As he grew older there was no marked improvement, and Tony Croft was by general assent counted the laziest boy in the village. That he was lazy in certain matters merely because he was in a frenzy of industry to pursue certain others had nothing to do with the case, of course.

If any one had ever given him a task in which he could have seen cause working to effect, in which he could have found by personal experiment a single fact that belonged to him, his own by divine right of discovery, he would have counted labour or study all joy.

He was one incarnate Why and How; one brooding wonder and interrogation point. "Why does the sun drive away the stars? Why do the leaves turn red and gold? What makes the seed swell in the earth? From whence comes the life hidden in the egg under the bird's breast? What holds the moon in the sky? Who regulates her shining? Who moves the wind? Who made me, and what am I? Who, why, how, whither? If I came from God but only lately, teach me his lessons first, put me into vital relation with life and law, and then give me your dead signs and equivalents for real things, that I may learn more and more, and ever more and ever more." These were the questions his eager soul was always asking of the outer world.

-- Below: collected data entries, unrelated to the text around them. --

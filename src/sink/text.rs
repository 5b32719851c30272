use std::io::{self, Write};

use tracing::warn;

use super::{ReportEvent, ReportKind, ResultSink};
use crate::models::{DataType, DecodedSymbol, RegionGeometry};

/// Human-readable console dump.
///
/// Located regions are printed as cell art followed by the decoded fields or
/// the failure cause; other events become one line each. Write failures are
/// logged and otherwise ignored so a closed terminal never stops the loop.
pub struct TextSink<W: Write> {
    out: W,
    show_cells: bool,
}

impl<W: Write> TextSink<W> {
    /// Dump to `out`, including cell art
    pub fn new(out: W) -> Self {
        Self {
            out,
            show_cells: true,
        }
    }

    /// Toggle the cell bitmap art
    pub fn show_cells(mut self, show: bool) -> Self {
        self.show_cells = show;
        self
    }

    /// Recover the writer
    pub fn into_inner(self) -> W {
        self.out
    }

    fn write_event(&mut self, event: &ReportEvent) -> io::Result<()> {
        let cycle = event.cycle;
        match &event.kind {
            ReportKind::CaptureFailed(err) => writeln!(self.out, "[{cycle}] capture failed: {err}"),
            ReportKind::FrameTooLarge {
                width,
                height,
                max_width,
                max_height,
            } => writeln!(
                self.out,
                "[{cycle}] frame {width}x{height} exceeds {max_width}x{max_height}, skipped"
            ),
            ReportKind::FrameRejected(err) => writeln!(self.out, "[{cycle}] frame rejected: {err}"),
            ReportKind::DecoderProvisionFailed(err) => {
                writeln!(self.out, "[{cycle}] decoder provisioning failed: {err}")
            }
            ReportKind::NoSymbolFound => writeln!(self.out, "[{cycle}] no symbol found"),
            ReportKind::Decoded {
                index,
                geometry,
                symbol,
            } => {
                writeln!(self.out, "[{cycle}] symbol {index}:")?;
                self.write_cells(geometry)?;
                writeln!(self.out, "  Decoding successful:")?;
                self.write_symbol(symbol)?;
                writeln!(self.out)
            }
            ReportKind::DecodeFailed {
                index,
                geometry,
                error,
            } => {
                writeln!(self.out, "[{cycle}] symbol {index}:")?;
                self.write_cells(geometry)?;
                writeln!(self.out, "  Decoding FAILED: {error}")?;
                writeln!(self.out)
            }
        }
    }

    fn write_cells(&mut self, geometry: &RegionGeometry) -> io::Result<()> {
        write!(self.out, "    {} cells, corners:", geometry.size)?;
        for corner in &geometry.corners {
            let (x, y) = corner.rounded();
            write!(self.out, " ({x},{y})")?;
        }
        writeln!(self.out)?;

        if self.show_cells {
            for y in 0..geometry.size {
                let row: String = (0..geometry.size)
                    .map(|x| if geometry.cell(x, y) { "[]" } else { "  " })
                    .collect();
                writeln!(self.out, "    {row}")?;
            }
        }
        writeln!(self.out)
    }

    fn write_symbol(&mut self, symbol: &DecodedSymbol) -> io::Result<()> {
        let (code, label) = match symbol.data_type {
            Some(dt) => (mode_indicator(dt), dt.label()),
            None => (0, "unknown"),
        };
        writeln!(self.out, "    Version: {}", symbol.version)?;
        writeln!(self.out, "    ECC level: {}", symbol.ecc_level)?;
        writeln!(self.out, "    Mask: {}", symbol.mask.index())?;
        writeln!(self.out, "    Data type: {code} ({label})")?;
        writeln!(self.out, "    Length: {}", symbol.payload.len())?;
        writeln!(self.out, "    Payload: {}", symbol.payload_text())?;
        if let Some(eci) = symbol.eci {
            writeln!(self.out, "    ECI: {eci}")?;
        }
        Ok(())
    }
}

fn mode_indicator(data_type: DataType) -> u8 {
    match data_type {
        DataType::Numeric => 1,
        DataType::Alphanumeric => 2,
        DataType::Byte => 4,
        DataType::Kanji => 8,
    }
}

impl<W: Write> ResultSink for TextSink<W> {
    fn report(&mut self, event: ReportEvent) {
        if let Err(err) = self.write_event(&event).and_then(|_| self.out.flush()) {
            warn!(error = %err, "failed to write report");
        }
    }
}
/// Captured frames and their pixel formats
pub mod frame;
/// Packed bit matrix
pub mod matrix;
/// 2D points
pub mod point;
/// Located candidate regions
pub mod region;
/// Decoded symbols and their format fields
pub mod symbol;

pub use frame::{Frame, PixelFormat};
pub use matrix::BitMatrix;
pub use point::Point;
pub use region::{CandidateRegion, RegionGeometry};
pub use symbol::{DataType, DecodedSymbol, EcLevel, MaskPattern};
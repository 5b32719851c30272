//! Numeric mode decoder (Mode 0001)
//! Groups of 3 digits = 10 bits, 2 digits = 7 bits, 1 digit = 4 bits

use crate::decoder::error::DecodeError;
use crate::decoder::payload::{BitReader, reserve};

/// Append `count` ASCII digits to `out`
pub fn decode(
    reader: &mut BitReader<'_>,
    count: usize,
    out: &mut Vec<u8>,
) -> Result<(), DecodeError> {
    reserve(out, count)?;

    let mut remaining = count;
    while remaining > 0 {
        let digits = remaining.min(3);
        let bits = match digits {
            3 => 10,
            2 => 7,
            _ => 4,
        };
        let mut value = reader.read(bits)?;

        let mut group = [b'0'; 3];
        for slot in group[..digits].iter_mut().rev() {
            *slot = b'0' + (value % 10) as u8;
            value /= 10;
        }
        out.extend_from_slice(&group[..digits]);
        remaining -= digits;
    }

    Ok(())
}
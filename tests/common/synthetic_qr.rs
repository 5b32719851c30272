//! Minimal version 1 QR encoder for tests.
//!
//! Only byte-mode payloads in a single version 1 block are supported, which is
//! all the scenarios need. Module placement follows ISO/IEC 18004 directly
//! and does not go through the crate's decoder tables.

use camqr::decoder::bch::format_word;
use camqr::decoder::format::{primary_position, secondary_position};
use camqr::decoder::reed_solomon::Gf256;
use camqr::models::{BitMatrix, EcLevel};

/// Modules per side of a version 1 symbol
pub const SIZE: usize = 21;

/// A rendered symbol as a module grid, dark = true
#[derive(Debug, Clone)]
pub struct SyntheticSymbol {
    modules: Vec<bool>,
    function: Vec<bool>,
}

impl SyntheticSymbol {
    /// Encode `payload` (byte mode) at version 1 with the given level and mask
    pub fn encode(payload: &[u8], ec_level: EcLevel, mask: u8) -> Self {
        let (data_len, ecc_len) = match ec_level {
            EcLevel::L => (19, 7),
            EcLevel::M => (16, 10),
            EcLevel::Q => (13, 13),
            EcLevel::H => (9, 17),
        };
        assert!(payload.len() + 2 <= data_len, "payload too long for version 1");

        let mut symbol = Self {
            modules: vec![false; SIZE * SIZE],
            function: vec![false; SIZE * SIZE],
        };
        symbol.draw_function_patterns();

        let mut codewords = data_codewords(payload, data_len);
        let ecc = rs_remainder(&codewords, ecc_len);
        codewords.extend_from_slice(&ecc);
        symbol.draw_codewords(&codewords);
        symbol.apply_mask(mask);
        symbol.draw_format(ec_level, mask);
        symbol
    }

    /// The canonical test symbol: "HELLO", level M, mask 0
    pub fn hello() -> Self {
        Self::encode(b"HELLO", EcLevel::M, 0)
    }

    /// Whether module (x, y) is dark
    pub fn module(&self, x: usize, y: usize) -> bool {
        self.modules[y * SIZE + x]
    }

    /// Whether module (x, y) belongs to a function pattern
    pub fn is_function(&self, x: usize, y: usize) -> bool {
        self.function[y * SIZE + x]
    }

    /// Invert module (x, y)
    pub fn flip(&mut self, x: usize, y: usize) {
        self.modules[y * SIZE + x] ^= true;
    }

    /// Scramble the bottom-right data area badly enough to defeat error correction
    pub fn corrupt_data(&mut self) {
        for y in 9..SIZE {
            for x in 9..SIZE {
                if (x + 2 * y) % 3 == 0 {
                    self.flip(x, y);
                }
            }
        }
    }

    /// The module grid as a cell bitmap
    pub fn cells(&self) -> BitMatrix {
        let mut cells = BitMatrix::new(SIZE, SIZE);
        for y in 0..SIZE {
            for x in 0..SIZE {
                cells.set(x, y, self.module(x, y));
            }
        }
        cells
    }

    /// Render as 8-bit luma with `scale` px per module and a `quiet`-module border
    pub fn render(&self, scale: usize, quiet: usize) -> (Vec<u8>, usize) {
        let side = (SIZE + 2 * quiet) * scale;
        let mut canvas = Canvas::new(side, side);
        canvas.stamp(self, 0, 0, scale, quiet);
        (canvas.pixels, side)
    }

    fn set_function(&mut self, x: usize, y: usize, dark: bool) {
        self.modules[y * SIZE + x] = dark;
        self.function[y * SIZE + x] = true;
    }

    fn draw_function_patterns(&mut self) {
        for i in 0..SIZE {
            self.set_function(6, i, i % 2 == 0);
            self.set_function(i, 6, i % 2 == 0);
        }

        for (cx, cy) in [(3, 3), (SIZE - 4, 3), (3, SIZE - 4)] {
            for dy in -4isize..=4 {
                for dx in -4isize..=4 {
                    let (x, y) = (cx as isize + dx, cy as isize + dy);
                    if x < 0 || y < 0 || x >= SIZE as isize || y >= SIZE as isize {
                        continue;
                    }
                    let dist = dx.abs().max(dy.abs());
                    self.set_function(x as usize, y as usize, dist != 2 && dist != 4);
                }
            }
        }

        // reserve the format areas; real bits are drawn after masking
        for i in 0..15 {
            let (x, y) = primary_position(i);
            self.set_function(x, y, false);
            let (x, y) = secondary_position(i, SIZE);
            self.set_function(x, y, false);
        }
        self.set_function(8, SIZE - 8, true);
    }

    fn draw_codewords(&mut self, codewords: &[u8]) {
        let total_bits = codewords.len() * 8;
        let mut bit = 0;
        let mut right = SIZE as isize - 1;
        while right >= 1 {
            if right == 6 {
                right = 5;
            }
            let upward = ((right + 1) & 2) == 0;
            for vert in 0..SIZE {
                let y = if upward { SIZE - 1 - vert } else { vert };
                for j in 0..2 {
                    let x = (right - j) as usize;
                    if self.is_function(x, y) || bit >= total_bits {
                        continue;
                    }
                    self.modules[y * SIZE + x] = (codewords[bit >> 3] >> (7 - (bit & 7))) & 1 == 1;
                    bit += 1;
                }
            }
            right -= 2;
        }
        assert_eq!(bit, total_bits, "codewords did not fill the symbol");
    }

    fn apply_mask(&mut self, mask: u8) {
        for y in 0..SIZE {
            for x in 0..SIZE {
                if !self.is_function(x, y) && mask_bit(mask, y, x) {
                    self.flip(x, y);
                }
            }
        }
    }

    fn draw_format(&mut self, ec_level: EcLevel, mask: u8) {
        let word = format_word((ec_level.format_bits() << 3) | mask);
        for i in 0..15 {
            let dark = (word >> i) & 1 == 1;
            let (x, y) = primary_position(i);
            self.modules[y * SIZE + x] = dark;
            let (x, y) = secondary_position(i, SIZE);
            self.modules[y * SIZE + x] = dark;
        }
    }
}

/// White 8-bit canvas that symbols can be stamped onto
pub struct Canvas {
    /// Row-major luma
    pub pixels: Vec<u8>,
    /// Width in pixels
    pub width: usize,
    /// Height in pixels
    pub height: usize,
}

impl Canvas {
    /// All-white canvas
    pub fn new(width: usize, height: usize) -> Self {
        Self {
            pixels: vec![255; width * height],
            width,
            height,
        }
    }

    /// Draw `symbol` with its quiet zone starting at pixel (`left`, `top`)
    pub fn stamp(
        &mut self,
        symbol: &SyntheticSymbol,
        left: usize,
        top: usize,
        scale: usize,
        quiet: usize,
    ) {
        let side = (SIZE + 2 * quiet) * scale;
        for py in 0..side {
            for px in 0..side {
                let (mx, my) = (px / scale, py / scale);
                let dark = mx >= quiet
                    && my >= quiet
                    && mx < quiet + SIZE
                    && my < quiet + SIZE
                    && symbol.module(mx - quiet, my - quiet);
                self.pixels[(top + py) * self.width + left + px] = if dark { 0 } else { 255 };
            }
        }
    }
}

fn mask_bit(mask: u8, i: usize, j: usize) -> bool {
    match mask {
        0 => (i + j) % 2 == 0,
        1 => i % 2 == 0,
        2 => j % 3 == 0,
        3 => (i + j) % 3 == 0,
        4 => (i / 2 + j / 3) % 2 == 0,
        5 => (i * j) % 2 + (i * j) % 3 == 0,
        6 => ((i * j) % 2 + (i * j) % 3) % 2 == 0,
        7 => ((i + j) % 2 + (i * j) % 3) % 2 == 0,
        _ => panic!("mask {mask} out of range"),
    }
}

/// Byte-mode segment, terminator, byte alignment and 0xEC/0x11 padding
pub fn data_codewords(payload: &[u8], data_len: usize) -> Vec<u8> {
    fn push(bits: &mut Vec<bool>, value: u32, width: usize) {
        for i in (0..width).rev() {
            bits.push((value >> i) & 1 == 1);
        }
    }

    let mut bits = Vec::new();
    push(&mut bits, 0b0100, 4);
    push(&mut bits, payload.len() as u32, 8);
    for &b in payload {
        push(&mut bits, b as u32, 8);
    }
    let terminator = (data_len * 8 - bits.len()).min(4);
    push(&mut bits, 0, terminator);
    while bits.len() % 8 != 0 {
        bits.push(false);
    }

    let mut bytes: Vec<u8> = bits
        .chunks(8)
        .map(|chunk| chunk.iter().fold(0u8, |acc, &b| (acc << 1) | b as u8))
        .collect();
    for pad in [0xEC, 0x11].into_iter().cycle() {
        if bytes.len() >= data_len {
            break;
        }
        bytes.push(pad);
    }
    bytes
}

/// Parity bytes for `data` under the generator with roots alpha^0 .. alpha^(degree-1)
fn rs_remainder(data: &[u8], degree: usize) -> Vec<u8> {
    let mut generator = vec![1u8];
    for i in 0..degree {
        let root = Gf256::exp(i);
        let mut next = vec![0u8; generator.len() + 1];
        for (j, &g) in generator.iter().enumerate() {
            next[j] ^= g;
            next[j + 1] ^= Gf256::mul(g, root);
        }
        generator = next;
    }

    let mut remainder = vec![0u8; degree];
    for &d in data {
        let factor = d ^ remainder[0];
        remainder.rotate_left(1);
        remainder[degree - 1] = 0;
        for (r, &g) in remainder.iter_mut().zip(&generator[1..]) {
            *r ^= Gf256::mul(g, factor);
        }
    }
    remainder
}
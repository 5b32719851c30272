//! Byte mode decoder (Mode 0100), 8 bits per character

use crate::decoder::error::DecodeError;
use crate::decoder::payload::{BitReader, reserve};

/// Append `count` raw bytes to `out`; no text decoding is applied
pub fn decode(
    reader: &mut BitReader<'_>,
    count: usize,
    out: &mut Vec<u8>,
) -> Result<(), DecodeError> {
    reserve(out, count)?;
    for _ in 0..count {
        out.push(reader.read(8)? as u8);
    }
    Ok(())
}
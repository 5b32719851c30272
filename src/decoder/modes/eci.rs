//! Extended channel interpretation designator (Mode 0111)

use crate::decoder::error::DecodeError;
use crate::decoder::payload::BitReader;

/// Read a one, two or three byte ECI assignment number
pub fn decode(reader: &mut BitReader<'_>) -> Result<u32, DecodeError> {
    let first = reader.read(8)?;
    let value = if first & 0xC0 == 0x80 {
        ((first & 0x3F) << 8) | reader.read(8)?
    } else if first & 0xE0 == 0xC0 {
        ((first & 0x1F) << 16) | reader.read(16)?
    } else {
        first
    };
    Ok(value)
}
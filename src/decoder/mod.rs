//! Symbol decoding from a sampled module grid
//!
//! - Version and format information (BCH protected)
//! - Zig-zag codeword extraction with unmasking
//! - Block de-interleaving and Reed-Solomon correction
//! - Segment parsing (numeric, alphanumeric, byte, kanji, ECI)

/// BCH codebooks for format and version words
pub mod bch;
/// Codeword extraction and block correction
pub mod bitstream;
/// Decode failure kinds
pub mod error;
/// Format information extraction (mask pattern, EC level)
pub mod format;
/// Function module mask builder (finder/timing/format/alignment/version)
pub mod function_mask;
/// Per-mode segment decoders
pub mod modes;
/// Segment stream parsing
pub mod payload;
/// Reed-Solomon error correction
pub mod reed_solomon;
/// Block structure tables
pub mod tables;
/// Version determination (versions 7-40 carry version blocks)
pub mod version;

pub use error::DecodeError;

use crate::models::{BitMatrix, CandidateRegion, DecodedSymbol};
use function_mask::FunctionMask;

/// Decode a located region
pub fn decode(region: &CandidateRegion<'_>) -> Result<DecodedSymbol, DecodeError> {
    decode_cells(region.cells, region.size)
}

/// Decode a `size` x `size` cell bitmap, dark = set
pub fn decode_cells(cells: &BitMatrix, size: usize) -> Result<DecodedSymbol, DecodeError> {
    if cells.width() != size || cells.height() != size {
        return Err(DecodeError::InvalidGridSize);
    }

    let version = version::read_version(cells, size)?;
    let format = format::read_format(cells, size)?;
    let layout =
        tables::block_layout(version, format.ec_level).ok_or(DecodeError::InvalidVersion)?;

    let func = FunctionMask::new(version);
    let raw = bitstream::read_codewords(cells, &func, format.mask, layout.total_codewords);
    let data = bitstream::correct_blocks(&raw, &layout)?;
    let payload = payload::decode_payload(&data, version)?;

    Ok(DecodedSymbol {
        version,
        ecc_level: format.ec_level,
        mask: format.mask,
        data_type: payload.data_type,
        payload: payload.bytes,
        eci: payload.eci,
    })
}
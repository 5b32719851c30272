use crate::models::BitMatrix;

/// Function module mask for a specific version.
/// true = function module (not data), false = data module.
#[derive(Debug, Clone)]
pub struct FunctionMask {
    mask: BitMatrix,
    version: u8,
}

impl FunctionMask {
    /// Mask for `version` (1-40)
    pub fn new(version: u8) -> Self {
        let size = 17 + 4 * version as usize;
        let mut mask = BitMatrix::new(size, size);

        // Finder patterns + separators (up to 9x9 areas, clipped to bounds)
        Self::mark_finder_area(&mut mask, 0, 0);
        Self::mark_finder_area(&mut mask, size - 7, 0);
        Self::mark_finder_area(&mut mask, 0, size - 7);

        // Timing patterns (row 6 and column 6)
        for i in 0..size {
            mask.set(6, i, true);
            mask.set(i, 6, true);
        }

        let align = alignment_pattern_positions(version);
        for &cx in &align {
            for &cy in &align {
                let in_tl = cx <= 8 && cy <= 8;
                let in_tr = cx >= size - 9 && cy <= 8;
                let in_bl = cx <= 8 && cy >= size - 9;
                if in_tl || in_tr || in_bl {
                    continue;
                }
                for y in cy - 2..=cy + 2 {
                    for x in cx - 2..=cx + 2 {
                        mask.set(x, y, true);
                    }
                }
            }
        }

        // Format info areas and the dark module
        for i in 0..9 {
            mask.set(8, i, true);
            mask.set(i, 8, true);
        }
        for i in 0..8 {
            mask.set(size - 1 - i, 8, true);
            mask.set(8, size - 1 - i, true);
        }

        if version >= 7 {
            for dy in 0..6 {
                for dx in 0..3 {
                    mask.set(size - 11 + dx, dy, true);
                    mask.set(dy, size - 11 + dx, true);
                }
            }
        }

        Self { mask, version }
    }

    /// Modules per side
    pub fn size(&self) -> usize {
        self.mask.width()
    }

    /// Version this mask was built for
    pub fn version(&self) -> u8 {
        self.version
    }

    /// Whether module (x, y) is reserved for a function pattern
    pub fn is_function(&self, x: usize, y: usize) -> bool {
        self.mask.get(x, y)
    }

    /// Count of modules left for data, ECC and remainder bits
    pub fn data_modules_count(&self) -> usize {
        let size = self.size();
        size * size - self.mask.count_ones()
    }

    fn mark_finder_area(mask: &mut BitMatrix, x: usize, y: usize) {
        let size = mask.width();
        let start_x = x.saturating_sub(1);
        let start_y = y.saturating_sub(1);
        let end_x = (x + 8).min(size);
        let end_y = (y + 8).min(size);
        for yy in start_y..end_y {
            for xx in start_x..end_x {
                mask.set(xx, yy, true);
            }
        }
    }
}

/// Alignment pattern centre coordinates for a version, ascending
pub fn alignment_pattern_positions(version: u8) -> Vec<usize> {
    if version <= 1 {
        return Vec::new();
    }
    let v = version as usize;
    let num_align = v / 7 + 2;
    let size = 17 + 4 * v;
    let step = (v * 8 + num_align * 3 + 5) / (num_align * 4 - 4) * 2;

    let mut positions = vec![6; num_align];
    for (k, slot) in positions.iter_mut().skip(1).rev().enumerate() {
        *slot = size - 7 - k * step;
    }
    positions
}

There was no spirit in Edgewood bold enough to conceive that Tony learned anything in the woods, but as there was never sufficient school money to keep the village seat of learning open more than half the year, the boy educated himself at the fountain head of wisdom and knowledge the other half. His mother, who owned him for a duckling hatched from a hen's egg, and was never quite sure he would not turn out a black sheep and a crooked stick to boot, was obliged to confess that Tony had more useless information than any boy in the village. He knew just where to find the first Mayflowers, and would bring home the waxen beauties when other people had scarcely begun to think about the spring. He could tell where to look for the rare fringed gentian, the yellow violet, the Indian pipe. There were clefts in the high rocks by the river side where, when every one else failed, he could find harebells and columbines.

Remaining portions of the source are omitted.